Partners to date have included:
- Robert Bernard, Executive Director, Nova Scotia Indigenous Tourism Enterprise Network
- Catherine Martin, Member of the L’nu Advisory Circle at MSVU, former Nancy’s Chair at MSVU, and current Director of Indigenous Community Engagement at Dalhousie University
- Shannon Monk, Cultural Tourism Project Manager, Kwilmu’kw Maw-klusuaqn Negotiation Office
- Ann Sylliboy, Member of the L’nu Advisory Circle at MSVU, and Post Secondary Consultant, Mi’kmaw Kina’matnewey
- Sheila Isaac, Member of the L’nu Advisory Circle at MSVU, and Director of Mi’kmaq and Indigenous Post-Secondary Recruitment and Retention, Advanced Education
- MSVU representatives: Patrick Small Legs-Nagge (Special Advisor on Indigenous Affairs); Dr. Peter Mombourquette (co-lead), Jennifer Guy (co-lead), Dr. Nicholous Deal, Paulette Cormier-MacBurnie, Dr. Shuyue Huang, and Minakshi Gonzalez Cerdeira (all of the Business and Tourism Department), Scott Daniels (Co-operative Education Manager), and Dr. Amy Thurlow (Communication Studies).

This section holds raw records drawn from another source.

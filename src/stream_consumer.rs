// =============================================================================
// StreamConsumer — payment-events ingestion
// =============================================================================
//
// Wraps an `rdkafka` `StreamConsumer` subscribed to the configured topic
// under group-id `payment-risk-engine`. Message handling itself lives in the
// free function `handle_message` so it can be driven either by a live broker
// poll loop or by the in-process harness used in tests — both paths go
// through the exact same per-message logic.
// =============================================================================

use std::sync::Arc;
use std::time::Duration;

use rdkafka::config::ClientConfig;
use rdkafka::consumer::{Consumer, StreamConsumer as RdStreamConsumer};
use rdkafka::message::Message;
use tracing::{debug, error, info, warn};

use crate::alert_publisher::AlertPublisher;
use crate::alert_summary::AlertSummaryService;
use crate::link_store::LinkStore;
use crate::recent_alerts::RecentAlertsStore;
use crate::risk_engine::RiskEngine;
use crate::types::PaymentEvent;
use crate::webhook_dispatcher::WebhookDispatcher;
use crate::window_aggregator::WindowAggregator;

/// The collaborators a single message handling pass needs. Grouped so the
/// live poll loop and the test harness can share one call site.
pub struct Pipeline {
    pub aggregator: Arc<WindowAggregator>,
    pub links: Arc<LinkStore>,
    pub risk_engine: Arc<RiskEngine>,
    pub recent_alerts: Arc<RecentAlertsStore>,
    pub publisher: Arc<AlertPublisher>,
    pub webhooks: Arc<WebhookDispatcher>,
    pub summary_service: Arc<dyn AlertSummaryService>,
}

pub struct StreamConsumer {
    consumer: RdStreamConsumer,
    topic: String,
}

impl StreamConsumer {
    pub fn new(bootstrap_servers: &str, group_id: &str, topic: &str) -> anyhow::Result<Self> {
        let consumer: RdStreamConsumer = ClientConfig::new()
            .set("bootstrap.servers", bootstrap_servers)
            .set("group.id", group_id)
            .set("enable.auto.commit", "true")
            .set("auto.offset.reset", "earliest")
            .create()?;

        Ok(Self {
            consumer,
            topic: topic.to_string(),
        })
    }

    /// Subscribe and poll forever, handling each message through `pipeline`.
    /// Reconnects with a fixed backoff on subscribe failure rather than
    /// exiting the process — a transient broker outage should not take the
    /// whole service down.
    pub async fn run(&self, pipeline: &Pipeline) {
        loop {
            if let Err(e) = self.consumer.subscribe(&[self.topic.as_str()]) {
                error!(error = %e, topic = %self.topic, "failed to subscribe, retrying");
                tokio::time::sleep(Duration::from_secs(5)).await;
                continue;
            }
            break;
        }

        loop {
            match self.consumer.recv().await {
                Ok(message) => {
                    let payload = message.payload();
                    handle_payload(payload, pipeline).await;
                }
                Err(e) => {
                    error!(error = %e, "kafka receive error, backing off");
                    tokio::time::sleep(Duration::from_secs(5)).await;
                }
            }
        }
    }
}

/// Deserialize and process one raw message payload. Never panics: a parse
/// failure is treated the same as a poison record.
pub async fn handle_payload(payload: Option<&[u8]>, pipeline: &Pipeline) {
    let event: PaymentEvent = match payload {
        None => {
            warn!("received message with empty payload, treating as poison");
            PaymentEvent::default()
        }
        Some(bytes) => match serde_json::from_slice(bytes) {
            Ok(event) => event,
            Err(e) => {
                warn!(error = %e, "failed to deserialize payment event, treating as poison");
                PaymentEvent::default()
            }
        },
    };

    handle_message(&event, pipeline).await;
}

/// Steps 1-6 of per-message handling. Any panic-worthy condition is instead
/// logged and the function returns, never propagating an error up to the
/// poll loop.
pub async fn handle_message(event: &PaymentEvent, pipeline: &Pipeline) {
    if event.is_poison() {
        warn!("poison message received, skipping");
        return;
    }

    debug!(
        event_id = ?event.event_id,
        idempotency_key = ?event.idempotency_key,
        amount = ?event.amount,
        event_type = ?event.event_type,
        merchant_reference = ?event.merchant_reference,
        "received payment event"
    );

    let alert = pipeline
        .risk_engine
        .evaluate(event, &pipeline.aggregator, &pipeline.links);

    let Some(mut alert) = alert else {
        return;
    };

    if let Some(explanation) = pipeline.summary_service.generate_summary(&alert).await {
        alert.detailed_explanation = Some(explanation);
    }

    info!(
        alert_id = %alert.alert_id,
        level = %alert.level,
        signal_types = ?alert.signal_types,
        "risk alert produced"
    );

    pipeline.recent_alerts.add(alert.clone());
    pipeline.publisher.publish(alert.clone());
    pipeline.webhooks.send_alert(&alert);
}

MSVU is located on unceded ancestral Mi’kmaq territory. This territory is covered by the Covenant Chain of Treaties of Peace and Friendship signed between 1725 and 1779. We pay respect to the knowledge embedded in the Indigenous custodians of this land and to the Elders, past, present, and future.
About Mount Saint Vincent University
As a leader in online and experiential learning, and based on a strong tradition of social responsibility, Mount Saint Vincent University takes a personalized approach to education to nurture socially responsible global citizens. Founded in 1873, the Mount has been nationally recognized for having one of the lowest student-to-professor ratios, for providing students early access to valuable research opportunities, for its legacy in the advancement of women, and for facilitating critical advancements in food security, healthy aging, literacy, and childhood development. MSVU is located in Mi’kma’ki, the unceded and ancestral territory of the Mi’kmaq People.
Mount Saint Vincent University
* The opinions and interpretations in this publication are those of the author and do not necessarily reflect those of the Government of Canada.